Caught Between a Name Change and a Hard Place

I didn’t want my birth last name, but what comes with this new one?


I no longer share a last name with my father. I carry another man’s name, and it still tastes strange in my mouth. On legal documents, I check the married box, and I had to change all my emergency contact information. No one prepares you for the paper trail that comes with marriage. No one says, “Congratulations on your engagement! Have you thought about writing your wills?” At least, no one did for me. No one told me that I’d have to pay extra attention when signing my name. No one told me I would look at my driver’s license, my passport, my social security card, and see a different person. No one told me I’d have a mini identity crisis and forget who I am because so many parts of me are changing. No one told me I’d have to work so hard to remember where I came from.

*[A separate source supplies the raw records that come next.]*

// Praxis Engine — Graph Store
// Persists the shared knowledge graph and per-account trajectory logs in
// SQLite via rusqlite. Uses its own connection behind a parking_lot mutex;
// every multi-row logical step runs inside one transaction on that handle.
//
// Module layout:
//   schema          — idempotent migrations, run once at open
//   entities        — entity CRUD + find-or-create with contributor tracking
//   graph           — directed edge and co-occurrence upserts and reads
//   trajectories    — trajectory rows and the append-only event log
//   conversations   — conversation + message containers

use log::info;
use parking_lot::Mutex;
use rusqlite::Connection;
use std::path::{Path, PathBuf};

use crate::atoms::error::EngineResult;

mod conversations;
mod entities;
mod graph;
mod schema;
mod trajectories;

pub use entities::FindOrCreateOutcome;

/// Get the default path for the engine's SQLite database.
pub fn default_db_path() -> PathBuf {
    let home = dirs::home_dir().unwrap_or_default();
    let dir = home.join(".praxis");
    std::fs::create_dir_all(&dir).ok();
    dir.join("engine.db")
}

/// Thread-safe database wrapper.
pub struct GraphStore {
    /// The SQLite connection, protected by a Mutex.
    /// `pub(crate)` so colocated tests can inspect rows directly.
    pub(crate) conn: Mutex<Connection>,
}

impl GraphStore {
    /// Open (or create) the database at `path` and initialize tables.
    pub fn open(path: &Path) -> EngineResult<Self> {
        info!("[store] Opening graph store at {:?}", path);

        let conn = Connection::open(path)?;
        conn.execute_batch("PRAGMA journal_mode=WAL; PRAGMA foreign_keys=ON;")
            .ok();

        schema::run_migrations(&conn)?;

        Ok(GraphStore { conn: Mutex::new(conn) })
    }

    /// Open at the default location (`~/.praxis/engine.db`).
    pub fn open_default() -> EngineResult<Self> {
        Self::open(&default_db_path())
    }

    /// In-memory store for tests.
    pub fn open_in_memory() -> EngineResult<Self> {
        let conn = Connection::open_in_memory()?;
        conn.execute_batch("PRAGMA foreign_keys=ON;").ok();
        schema::run_migrations(&conn)?;
        Ok(GraphStore { conn: Mutex::new(conn) })
    }
}

/// Current time as integer epoch milliseconds — the storage format for
/// every timestamp column.
pub(crate) fn now_ms() -> i64 {
    chrono::Utc::now().timestamp_millis()
}
// Praxis Engine — Tag Parser
//
// Extracts `[[type:name]]` / `[[name]]` entity mentions from free text, and
// weak decision-context cues from the surrounding prose. Matching is
// lexical — there is no semantic resolution here; identity is decided later
// by the store's normalized-name lookup.
//
// One anchored alternation per bracket span:
//   typed    — [[word:content]] where word is an ASCII identifier
//   untyped  — any other [[content]], defaulting the type to "topic"
// Ordered alternation means the untyped branch claims exactly the spans the
// typed branch rejected — including content with a colon past the head,
// like [[3:2 ratio]] — so no span is double-counted and none is dropped.

use regex::Regex;
use std::sync::LazyLock;

use crate::atoms::constants::DEFAULT_TAG_TYPE;
use crate::atoms::types::{DecisionContext, TagMention};

static TAG: LazyLock<Regex> = LazyLock::new(|| {
    Regex::new(r"\[\[(?:([A-Za-z_][A-Za-z0-9_]*):([^\]]+)|([^\]]+))\]\]").expect("tag pattern")
});

/// Extract deduplicated entity mentions, preserving first-occurrence order.
/// Unknown tag types are retained verbatim — they become the entity's type
/// on creation.
pub fn extract_tags(text: &str) -> Vec<TagMention> {
    let mut mentions: Vec<TagMention> = Vec::new();

    for cap in TAG.captures_iter(text) {
        let mention = match (cap.get(1), cap.get(2), cap.get(3)) {
            (Some(kind), Some(name), _) => TagMention {
                entity_type: kind.as_str().to_lowercase(),
                name: name.as_str().trim().to_lowercase(),
            },
            (_, _, Some(name)) => TagMention {
                entity_type: DEFAULT_TAG_TYPE.to_string(),
                name: name.as_str().trim().to_lowercase(),
            },
            _ => continue,
        };
        push_unique(&mut mentions, mention);
    }

    mentions.retain(|m| !m.name.is_empty());
    mentions
}

fn push_unique(mentions: &mut Vec<TagMention>, mention: TagMention) {
    if !mentions.contains(&mention) {
        mentions.push(mention);
    }
}

// ═══════════════════════════════════════════════════════════════════════════
// Decision-context cues
// ═══════════════════════════════════════════════════════════════════════════
// Sentence-scoped lexical patterns. These are advisory: they populate the
// event `data._context` blob and never touch the graph.

static TRIGGER_CUE: LazyLock<Regex> = LazyLock::new(|| {
    Regex::new(r"(?i)\b(because|since|triggered by|prompted by|after seeing)\b")
        .expect("trigger cue pattern")
});

static OBSERVATION_CUE: LazyLock<Regex> = LazyLock::new(|| {
    Regex::new(r"(?i)\b(i noticed|i observed|i saw|students (?:were|are|seemed|struggled|kept)|the class)\b")
        .expect("observation cue pattern")
});

static CONSTRAINT_CUE: LazyLock<Regex> = LazyLock::new(|| {
    Regex::new(r"(?i)\b(i can'?t|i cannot|we only have|limited|no access to|constraint|short on time|only \d+ minutes)\b")
        .expect("constraint cue pattern")
});

static EXPECTED_OUTCOME_CUE: LazyLock<Regex> = LazyLock::new(|| {
    Regex::new(r"(?i)\b(i hope|i expect|hoping|i want them to|so that|should (?:result|lead|help))\b")
        .expect("expected outcome cue pattern")
});

static RATIONALE_CUE: LazyLock<Regex> = LazyLock::new(|| {
    Regex::new(r"(?i)\b(my reasoning|the idea is|i think (?:this|because)|my thinking is)\b")
        .expect("rationale cue pattern")
});

static PRIOR_EXPERIENCE_CUE: LazyLock<Regex> = LazyLock::new(|| {
    Regex::new(r"(?i)\b(last time|previously|in the past|before this|last year|worked before)\b")
        .expect("prior experience cue pattern")
});

/// Extract weak decision-context cues from prose. Each family captures the
/// sentence its cue fires in; single-valued families keep the first hit.
pub fn extract_decision_context(text: &str) -> DecisionContext {
    let mut ctx = DecisionContext::default();

    for sentence in split_sentences(text) {
        if ctx.trigger.is_none() && TRIGGER_CUE.is_match(sentence) {
            ctx.trigger = Some(sentence.to_string());
        }
        if OBSERVATION_CUE.is_match(sentence) && !ctx.observations.iter().any(|s| s == sentence) {
            ctx.observations.push(sentence.to_string());
        }
        if CONSTRAINT_CUE.is_match(sentence) && !ctx.constraints.iter().any(|s| s == sentence) {
            ctx.constraints.push(sentence.to_string());
        }
        if ctx.expected_outcome.is_none() && EXPECTED_OUTCOME_CUE.is_match(sentence) {
            ctx.expected_outcome = Some(sentence.to_string());
        }
        if ctx.rationale.is_none() && RATIONALE_CUE.is_match(sentence) {
            ctx.rationale = Some(sentence.to_string());
        }
        if ctx.prior_experience.is_none() && PRIOR_EXPERIENCE_CUE.is_match(sentence) {
            ctx.prior_experience = Some(sentence.to_string());
        }
    }

    ctx
}

fn split_sentences(text: &str) -> impl Iterator<Item = &str> {
    text.split(|c| matches!(c, '.' | '!' | '?' | '\n'))
        .map(str::trim)
        .filter(|s| !s.is_empty())
}
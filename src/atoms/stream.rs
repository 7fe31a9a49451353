// ── Praxis Atoms: Stream Event Types ───────────────────────────────────────
//
// Typed records the orchestrator yields during a streamed chat turn. The
// transport frames these as SSE; the engine only guarantees the record
// shapes and the per-stream strictly-increasing `id` used for resume.

use serde::{Deserialize, Serialize};

/// One framed stream record. `id` is a strictly increasing decimal string
/// per stream so clients can resume from a last-seen id.
#[derive(Debug, Clone, PartialEq, Serialize, Deserialize)]
pub struct StreamEvent {
    pub id: String,
    #[serde(flatten)]
    pub payload: StreamPayload,
}

/// The four wire event types.
#[derive(Debug, Clone, PartialEq, Serialize, Deserialize)]
#[serde(tag = "type", content = "data", rename_all = "snake_case")]
pub enum StreamPayload {
    Chunk(ChunkPayload),
    TrajectoryEvent(TrajectoryEventPayload),
    Complete(CompletePayload),
    Error(ErrorPayload),
}

/// Incremental assistant text.
#[derive(Debug, Clone, PartialEq, Serialize, Deserialize)]
pub struct ChunkPayload {
    pub content: String,
    pub full_content: String,
}

/// A trajectory-side event mirrored onto the stream. Which optional fields
/// are present depends on `event_type`; absent fields are omitted from JSON.
#[derive(Debug, Clone, Default, PartialEq, Serialize, Deserialize)]
pub struct TrajectoryEventPayload {
    /// trajectory_start | touch | discover | reason | decide | simulate
    pub event_type: String,
    #[serde(skip_serializing_if = "Option::is_none")]
    pub trajectory_id: Option<String>,
    #[serde(skip_serializing_if = "Option::is_none")]
    pub entity_id: Option<String>,
    #[serde(skip_serializing_if = "Option::is_none")]
    pub name: Option<String>,
    #[serde(skip_serializing_if = "Option::is_none")]
    pub entity_type: Option<String>,
    /// Where the mention came from: user_message | assistant_response.
    #[serde(skip_serializing_if = "Option::is_none")]
    pub source: Option<String>,
    #[serde(skip_serializing_if = "Option::is_none")]
    pub outcome_count: Option<usize>,
    #[serde(skip_serializing_if = "Option::is_none")]
    pub differentiator_count: Option<usize>,
    #[serde(skip_serializing_if = "Option::is_none")]
    pub resolved_count: Option<usize>,
    #[serde(skip_serializing_if = "Option::is_none")]
    pub unresolved_count: Option<usize>,
    #[serde(skip_serializing_if = "Option::is_none")]
    pub has_patterns: Option<bool>,
    #[serde(skip_serializing_if = "Option::is_none")]
    pub action: Option<String>,
    #[serde(skip_serializing_if = "Option::is_none")]
    pub entities_referenced: Option<usize>,
    #[serde(skip_serializing_if = "Option::is_none")]
    pub new_entities: Option<usize>,
    #[serde(skip_serializing_if = "Option::is_none")]
    pub simulation_used: Option<bool>,
}

/// What one completed walk touched, discovered, and traversed.
#[derive(Debug, Clone, Default, PartialEq, Serialize, Deserialize)]
pub struct TrajectorySummary {
    /// Entity ids, first-occurrence order.
    pub entities_touched: Vec<String>,
    /// Entity ids discovered and never plainly touched, first-occurrence order.
    pub entities_discovered: Vec<String>,
    /// Directed `source:target` edge keys, traversal order.
    pub edges_traversed: Vec<String>,
}

/// Terminal success record.
#[derive(Debug, Clone, PartialEq, Serialize, Deserialize)]
pub struct CompletePayload {
    pub conversation_id: String,
    pub message_id: String,
    pub trajectory_id: String,
    pub trajectory: TrajectorySummary,
}

/// Terminal failure record.
#[derive(Debug, Clone, PartialEq, Serialize, Deserialize)]
pub struct ErrorPayload {
    pub message: String,
    #[serde(skip_serializing_if = "Option::is_none")]
    pub error: Option<String>,
}

/// Outcome of the unary (non-streaming) chat path.
#[derive(Debug, Clone, PartialEq, Serialize, Deserialize)]
pub struct ChatOutcome {
    pub conversation_id: String,
    pub message: String,
    pub trajectory_id: String,
    pub trajectory: TrajectorySummary,
}

#[cfg(test)]
mod tests {
    use super::*;

    #[test]
    fn test_stream_event_wire_shape() {
        let ev = StreamEvent {
            id: "3".into(),
            payload: StreamPayload::Chunk(ChunkPayload {
                content: "Hi".into(),
                full_content: "Hi".into(),
            }),
        };
        let json = serde_json::to_value(&ev).unwrap();
        assert_eq!(json["id"], "3");
        assert_eq!(json["type"], "chunk");
        assert_eq!(json["data"]["content"], "Hi");
    }

    #[test]
    fn test_trajectory_event_omits_absent_fields() {
        let ev = StreamEvent {
            id: "1".into(),
            payload: StreamPayload::TrajectoryEvent(TrajectoryEventPayload {
                event_type: "trajectory_start".into(),
                trajectory_id: Some("t1".into()),
                ..Default::default()
            }),
        };
        let json = serde_json::to_string(&ev).unwrap();
        assert!(json.contains("trajectory_start"));
        assert!(!json.contains("entity_id"));
        assert!(!json.contains("has_patterns"));
    }
}
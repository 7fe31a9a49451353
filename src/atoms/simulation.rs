// ── Praxis Atoms: Simulation & Counterfactual Types ────────────────────────
//
// Result shapes produced by the graph reasoner. Pure data; the inference
// itself lives in engine/reasoner.rs.

use serde::{Deserialize, Serialize};

use super::types::Entity;

/// A caller-supplied entity reference: name plus optional type constraint.
/// Wire shape is `{name, type?}`.
#[derive(Debug, Clone, PartialEq, Eq, Serialize, Deserialize)]
pub struct EntityInput {
    pub name: String,
    #[serde(
        default,
        rename = "type",
        alias = "entity_type",
        skip_serializing_if = "Option::is_none"
    )]
    pub entity_type: Option<String>,
}

impl EntityInput {
    pub fn named(name: &str) -> Self {
        Self { name: name.to_string(), entity_type: None }
    }

    pub fn typed(name: &str, entity_type: &str) -> Self {
        Self { name: name.to_string(), entity_type: Some(entity_type.to_string()) }
    }
}

/// One projected outcome with its share of the merged edge weight.
#[derive(Debug, Clone, PartialEq, Serialize, Deserialize)]
pub struct OutcomeProjection {
    pub entity_id: String,
    pub name: String,
    /// Merged across forward and reverse outcome edges.
    pub weight: i64,
    /// `weight / total_weight`, 0.0 when nothing was observed.
    pub probability: f64,
    pub positive_count: i64,
    pub negative_count: i64,
    pub mixed_count: i64,
    pub contributor_count: i64,
}

/// Direction of a differentiator's pull on outcomes.
#[derive(Debug, Clone, Copy, PartialEq, Eq, Serialize, Deserialize)]
#[serde(rename_all = "lowercase")]
pub enum Effect {
    Improves,
    Reduces,
    Mixed,
}

impl Effect {
    pub fn as_str(&self) -> &'static str {
        match self {
            Effect::Improves => "improves",
            Effect::Reduces => "reduces",
            Effect::Mixed => "mixed",
        }
    }
}

/// A context/constraint/strategy entity whose outcome-edge profile deviates
/// from baseline and co-occurs strongly with the query set.
#[derive(Debug, Clone, PartialEq, Serialize, Deserialize)]
pub struct Differentiator {
    pub entity: Entity,
    /// The entity's type, echoed as its role in the situation.
    pub role: String,
    pub effect: Effect,
    /// `|positive_rate - baseline|`, always > 0.1 for returned rows.
    pub magnitude: f64,
    /// Co-occurrence count with the resolved set.
    pub cooccurrence_strength: i64,
}

/// How much observed data backs a simulation.
#[derive(Debug, Clone, Default, PartialEq, Serialize, Deserialize)]
pub struct EvidenceSummary {
    /// Sum of merged outcome-edge weights.
    pub total_observations: i64,
    pub outcome_count: usize,
    pub has_patterns: bool,
}

/// Projection of likely outcomes for a set of situation entities.
#[derive(Debug, Clone, Default, PartialEq, Serialize, Deserialize)]
pub struct SimulationResult {
    pub resolved: Vec<Entity>,
    /// Names that matched nothing in the graph.
    pub unresolved: Vec<String>,
    /// Sorted by probability descending.
    pub outcomes: Vec<OutcomeProjection>,
    /// Sorted by magnitude descending, at most five.
    pub differentiators: Vec<Differentiator>,
    pub evidence: EvidenceSummary,
}

impl Default for Effect {
    fn default() -> Self {
        Effect::Mixed
    }
}

// ── Counterfactual ─────────────────────────────────────────────────────────

/// The swap a counterfactual applies to the base situation.
#[derive(Debug, Clone, PartialEq, Serialize, Deserialize)]
pub struct EntityChange {
    pub from: EntityInput,
    pub to: EntityInput,
}

/// Probability movement of one outcome between base and alternative.
#[derive(Debug, Clone, PartialEq, Serialize, Deserialize)]
pub struct OutcomeShift {
    pub name: String,
    pub base_probability: f64,
    pub alt_probability: f64,
    pub delta: f64,
}

#[derive(Debug, Clone, Copy, PartialEq, Eq, Serialize, Deserialize)]
#[serde(rename_all = "lowercase")]
pub enum NetEffect {
    Positive,
    Negative,
    Neutral,
    Uncertain,
}

impl NetEffect {
    pub fn as_str(&self) -> &'static str {
        match self {
            NetEffect::Positive => "positive",
            NetEffect::Negative => "negative",
            NetEffect::Neutral => "neutral",
            NetEffect::Uncertain => "uncertain",
        }
    }
}

#[derive(Debug, Clone, PartialEq, Serialize, Deserialize)]
pub struct CounterfactualComparison {
    /// Every outcome appearing in either simulation, sorted by |delta| desc.
    pub outcome_shifts: Vec<OutcomeShift>,
    pub net_effect: NetEffect,
    pub recommendation: String,
}

#[derive(Debug, Clone, PartialEq, Serialize, Deserialize)]
pub struct CounterfactualResult {
    pub original: SimulationResult,
    pub alternative: SimulationResult,
    pub change: EntityChange,
    pub comparison: CounterfactualComparison,
}
//! API models for request and response payloads

use common::models::{FileKind, FileNode, Parent};
use serde::{Deserialize, Serialize};
use uuid::Uuid;

/// Request for uploading a folder, file or image
#[derive(Deserialize)]
#[serde(rename_all = "camelCase")]
pub struct UploadRequest {
    pub name: Option<String>,
    #[serde(rename = "type")]
    pub kind: Option<String>,
    /// `0`, `"0"`, absent or a folder id
    pub parent_id: Option<serde_json::Value>,
    pub is_public: Option<bool>,
    /// Base64 encoded content, required unless uploading a folder
    pub data: Option<String>,
}

/// Query of the listing endpoint
#[derive(Deserialize)]
#[serde(rename_all = "camelCase")]
pub struct ListQuery {
    pub parent_id: Option<String>,
    pub page: Option<String>,
}

/// Query of the content endpoint
#[derive(Deserialize)]
pub struct DataQuery {
    pub size: Option<String>,
}

/// A node as returned to clients
#[derive(Debug, Serialize)]
#[serde(rename_all = "camelCase")]
pub struct NodeResponse {
    pub id: Uuid,
    pub user_id: Uuid,
    pub name: String,
    #[serde(rename = "type")]
    pub kind: FileKind,
    pub is_public: bool,
    pub parent_id: Parent,
}

impl From<FileNode> for NodeResponse {
    fn from(node: FileNode) -> Self {
        Self {
            id: node.id,
            user_id: node.owner_id,
            name: node.name,
            kind: node.kind,
            is_public: node.is_public,
            parent_id: node.parent,
        }
    }
}

/// Liveness of the backing services
#[derive(Serialize)]
pub struct StatusResponse {
    pub redis: bool,
    pub db: bool,
}

/// Object counts
#[derive(Serialize)]
pub struct StatsResponse {
    pub users: i64,
    pub files: i64,
}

At the time I was angry; I didn’t want my birth last name or anything that came with it, so I was eager for a new one. I didn’t want to inherit the Fryar family propensity towards anger, drama, and judgment. It even sounds dumb—who wants to have the same name as a kitchen appliance? But now, I feel sometimes like I’ve lost a connection with my Grandmother and my Poppy. I’ve somehow disconnected myself from all that they were and stood for.

My family once lived together in a place some jokingly called the Fryar Commune because my father’s three siblings and mother lived on the same hill, property surrounded by a goat fence to keep the dogs in. Now, the family has splintered. They all still live on that same hill, but they don’t speak. My grandmother, she used to sit at the head of the table at our big family dinners, but now her seat is empty. Nobody knew she was what kept us all together. She tried to make sure we’d all stay the same after she was gone, but greed got in the way and the siblings fought over what was left of her. Sometimes I wish something more solid than blood and property lines tied me to my grandmother, and sometimes I’m glad I can distance myself from the mess those people have created.

I wonder about what comes with my new name. What messes have I unknowingly stepped into? My in-laws have a huge family of thirteen children, five biological and eight adopted, and two grandparents in the downstairs apartment. Their house is full of noise and motion and naked children. There are wounds in my heart from realizing that families aren’t always what they’re supposed to be, but I’ve felt them heal as I sat around the dinner table with my new family, squished between two tiny bodies, holding hands and praying together; as I sat on a porch swing watching the moon lazily float up over the mountain’s edge, speaking in raw honesty with my husband’s parents; as I baked brownies with the little sister I never knew I wanted; as I fell in love with people who are everything I hoped family could be. I’ve also felt new fissures form as I begin to see that this family isn’t perfect either.

I remember moments from my wedding: not bringing enough tablecloths for the reception, my bridesmaids complaining about being barefoot, friends praying over me before the ceremony, my mother staying up all night worrying, putting my husband’s ring on too soon—and I remember the sun coming out from behind the clouds in a very cinematic kind of way to shine on us just as we said our vows. The preacher spoke to me at my wedding. He said that marriage was true freedom—a freedom that comes from being fully known, and being loved in spite of all that is known.

No one told me that marriage would cause such upheaval in my heart. Or maybe they did, and I didn’t believe them. So, here I am with one old name, one new name, and two families, each wrapped in their own darknesses. Here I am, chasing freedom, desperately trying to fully know and fully love.